> [EXTRACTED MATERIAL]
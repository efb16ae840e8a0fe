//! Record stores the loader publishes into.
//!
//! The pipeline only depends on the [`DataStore`] trait. Two stores ship
//! with the crate:
//!
//! - [`MemoryStore`] - insertion-ordered map, used by embedders and tests
//! - [`SqliteStore`] - rows in a SQLite [`Database`], one scope per source

mod items;
mod memory;
mod schema;
mod types;

use std::future::Future;

use crate::feed::FeedItem;

pub use items::SqliteStore;
pub use memory::MemoryStore;
pub use schema::Database;
pub use types::{DatabaseError, StoreError, StoredItem};

/// Capability the loader needs from a record store.
///
/// A store is scoped to one source: `clear` discards everything previously
/// published for it, and `set` inserts or replaces one record by key. During
/// a refresh the loader calls `clear` exactly once, then `set` once per
/// accepted entry, in feed order.
///
/// Stores provide no locking. Two refreshes of the same source running at
/// once can interleave their `clear` and `set` calls; callers serialize them.
pub trait DataStore {
    /// Discards every record in this store's scope.
    fn clear(&mut self) -> impl Future<Output = Result<(), StoreError>> + Send;

    /// Inserts `item` under `key`, replacing any record already stored there.
    fn set(
        &mut self,
        key: &str,
        item: &FeedItem,
    ) -> impl Future<Output = Result<(), StoreError>> + Send;
}
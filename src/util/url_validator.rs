use thiserror::Error;
use url::Url;

/// Errors that can occur during URL validation.
#[derive(Error, Debug)]
pub enum UrlValidationError {
    /// The URL string could not be parsed as an absolute URL.
    #[error("Invalid URL: {0}")]
    InvalidUrl(#[from] url::ParseError),
    /// The URL uses a scheme other than http or https.
    #[error("Unsupported scheme: {0} (only http/https allowed)")]
    UnsupportedScheme(String),
}

/// Validates that `url_str` is an absolute URL.
///
/// Any scheme is accepted as long as the string parses on its own, without a
/// base to resolve against. Relative references such as `/articles/1` or
/// bare words such as `not-a-url` are rejected.
///
/// # Examples
///
/// ```
/// use zenn_loader::util::validate_absolute_url;
///
/// assert!(validate_absolute_url("https://zenn.dev/articles/x").is_ok());
/// assert!(validate_absolute_url("not-a-valid-url").is_err());
/// ```
pub fn validate_absolute_url(url_str: &str) -> Result<Url, UrlValidationError> {
    Ok(Url::parse(url_str)?)
}

/// Validates a URL the loader is going to issue HTTP requests against.
///
/// On top of [`validate_absolute_url`], only `http` and `https` are allowed.
pub fn validate_http_url(url_str: &str) -> Result<Url, UrlValidationError> {
    let url = validate_absolute_url(url_str)?;

    match url.scheme() {
        "http" | "https" => Ok(url),
        scheme => Err(UrlValidationError::UnsupportedScheme(scheme.to_owned())),
    }
}

#[cfg(test)]
mod tests {
    use super::*;

    #[test]
    fn test_absolute_urls_accepted() {
        assert!(validate_absolute_url("https://example.com/image.png").is_ok());
        assert!(validate_absolute_url("http://localhost:3000/feed").is_ok());
        assert!(validate_absolute_url("mailto:someone@example.com").is_ok());
    }

    #[test]
    fn test_relative_urls_rejected() {
        assert!(validate_absolute_url("/articles/1").is_err());
        assert!(validate_absolute_url("not-a-valid-url").is_err());
        assert!(validate_absolute_url("").is_err());
    }

    #[test]
    fn test_http_only_for_requests() {
        assert!(validate_http_url("https://zenn.dev").is_ok());
        assert!(validate_http_url("http://127.0.0.1:8080").is_ok());
        assert!(matches!(
            validate_http_url("ftp://zenn.dev"),
            Err(UrlValidationError::UnsupportedScheme(_))
        ));
        assert!(matches!(
            validate_http_url("zenn.dev"),
            Err(UrlValidationError::InvalidUrl(_))
        ));
    }
}
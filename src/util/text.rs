use std::borrow::Cow;

/// Tags that start a new line of text when stripped.
const BLOCK_TAGS: &[&str] = &[
    "h1", "h2", "h3", "h4", "h5", "h6", "br", "p", "ul", "ol", "li", "blockquote", "section",
    "table", "tr", "div",
];

/// Builds a plain-text preview from an HTML fragment.
///
/// Markup is stripped with [`strip_html`], entities are decoded with
/// [`decode_entities`], and surrounding whitespace is trimmed.
///
/// # Examples
///
/// ```
/// use zenn_loader::util::html_to_snippet;
///
/// assert_eq!(html_to_snippet("<p>Fish &amp; chips</p>"), "Fish & chips");
/// ```
pub fn html_to_snippet(html: &str) -> String {
    let stripped = strip_html(html);
    decode_entities(&stripped).trim().to_string()
}

/// Removes HTML tags from `s`.
///
/// Block-level tags (paragraphs, list items, headings, line breaks, ...) are
/// replaced by a newline unless the text already breaks there, so that
/// adjacent paragraphs do not run together. All other tags are dropped.
///
/// Returns `Cow::Borrowed` when the input contains no `<`.
pub fn strip_html(s: &str) -> Cow<'_, str> {
    if !s.contains('<') {
        return Cow::Borrowed(s);
    }

    let mut out = String::with_capacity(s.len());
    let mut rest = s;

    while let Some(start) = rest.find('<') {
        out.push_str(&rest[..start]);
        let after = &rest[start..];
        let Some(end) = after.find('>') else {
            // Unterminated tag: keep the remainder as text
            out.push_str(after);
            rest = "";
            break;
        };

        let tag = &after[1..end];
        rest = &after[end + 1..];

        let follows_text = rest.chars().next().is_some_and(|c| c != '\n');
        if is_block_tag(tag) && !out.is_empty() && !out.ends_with('\n') && follows_text {
            out.push('\n');
        }
    }
    out.push_str(rest);

    Cow::Owned(out)
}

fn is_block_tag(tag: &str) -> bool {
    let name = tag
        .trim_start_matches('/')
        .split(|c: char| c.is_whitespace() || c == '/')
        .next()
        .unwrap_or("");
    BLOCK_TAGS.iter().any(|b| b.eq_ignore_ascii_case(name))
}

/// Decodes the HTML entities commonly found in feed descriptions.
///
/// Handles the XML builtins, `&nbsp;`, and decimal/hex character references.
/// Unknown entities are left untouched.
pub fn decode_entities(s: &str) -> Cow<'_, str> {
    if !s.contains('&') {
        return Cow::Borrowed(s);
    }

    let mut out = String::with_capacity(s.len());
    let mut rest = s;

    while let Some(start) = rest.find('&') {
        out.push_str(&rest[..start]);
        let after = &rest[start..];

        let decoded = after
            .find(';')
            .filter(|&end| end <= 10)
            .and_then(|end| decode_entity(&after[1..end]).map(|c| (c, end)));

        match decoded {
            Some((c, end)) => {
                out.push(c);
                rest = &after[end + 1..];
            }
            None => {
                out.push('&');
                rest = &after[1..];
            }
        }
    }
    out.push_str(rest);

    Cow::Owned(out)
}

fn decode_entity(name: &str) -> Option<char> {
    match name {
        "amp" => Some('&'),
        "lt" => Some('<'),
        "gt" => Some('>'),
        "quot" => Some('"'),
        "apos" => Some('\''),
        "nbsp" => Some('\u{a0}'),
        _ => {
            let code = if let Some(hex) = name
                .strip_prefix("#x")
                .or_else(|| name.strip_prefix("#X"))
            {
                u32::from_str_radix(hex, 16).ok()?
            } else {
                name.strip_prefix('#')?.parse().ok()?
            };
            char::from_u32(code)
        }
    }
}
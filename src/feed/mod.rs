//! Feed retrieval and entry validation.
//!
//! - [`endpoint`] - builds the feed URL for a Zenn user
//! - [`fetcher`] - HTTP retrieval with timeout and size limits
//! - [`parser`] - RSS 2.0 (via the `rss` crate) into loosely-typed JSON entries
//! - [`item`] - strict validation of one entry into a [`FeedItem`]

mod endpoint;
mod fetcher;
mod item;
mod parser;

pub use endpoint::{build_feed_url, FeedEndpoint, RSS_FEED_PATH, ZENN_BASE_URL};
pub use fetcher::{
    fetch_feed, FeedFetchError, FetchError, FetchLimits, DEFAULT_TIMEOUT, MAX_FEED_SIZE,
};
pub use item::{
    coerce_length, item_id, process_item, validate_enclosure, validate_item, Enclosure, FeedItem,
    Issue, ValidationError,
};
pub use parser::{parse_feed, ParseError, RawFeed};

> [EXERCISE REQUIREMENTS] Your answer should be the exact lines above from the one with "Err(UrlValidationError::UnsupportedScheme(_))" through the one with "pub fn html_to_snippet(html: &str)", both included, and nothing besides.

> [REPLY]
            Err(UrlValidationError::UnsupportedScheme(_))
        ));
        assert!(matches!(
            validate_http_url("zenn.dev"),
            Err(UrlValidationError::InvalidUrl(_))
        ));
    }
}
filename src/util/text.rs
use std::borrow::Cow;

/// Tags that start a new line of text when stripped.
const BLOCK_TAGS: &[&str] = &[
    "h1", "h2", "h3", "h4", "h5", "h6", "br", "p", "ul", "ol", "li", "blockquote", "section",
    "table", "tr", "div",
];

/// Builds a plain-text preview from an HTML fragment.
///
/// Markup is stripped with [`strip_html`], entities are decoded with
/// [`decode_entities`], and surrounding whitespace is trimmed.
///
/// # Examples
///
/// ```
/// use zenn_loader::util::html_to_snippet;
///
/// assert_eq!(html_to_snippet("<p>Fish &amp; chips</p>"), "Fish & chips");
/// ```
pub fn html_to_snippet(html: &str) -> String {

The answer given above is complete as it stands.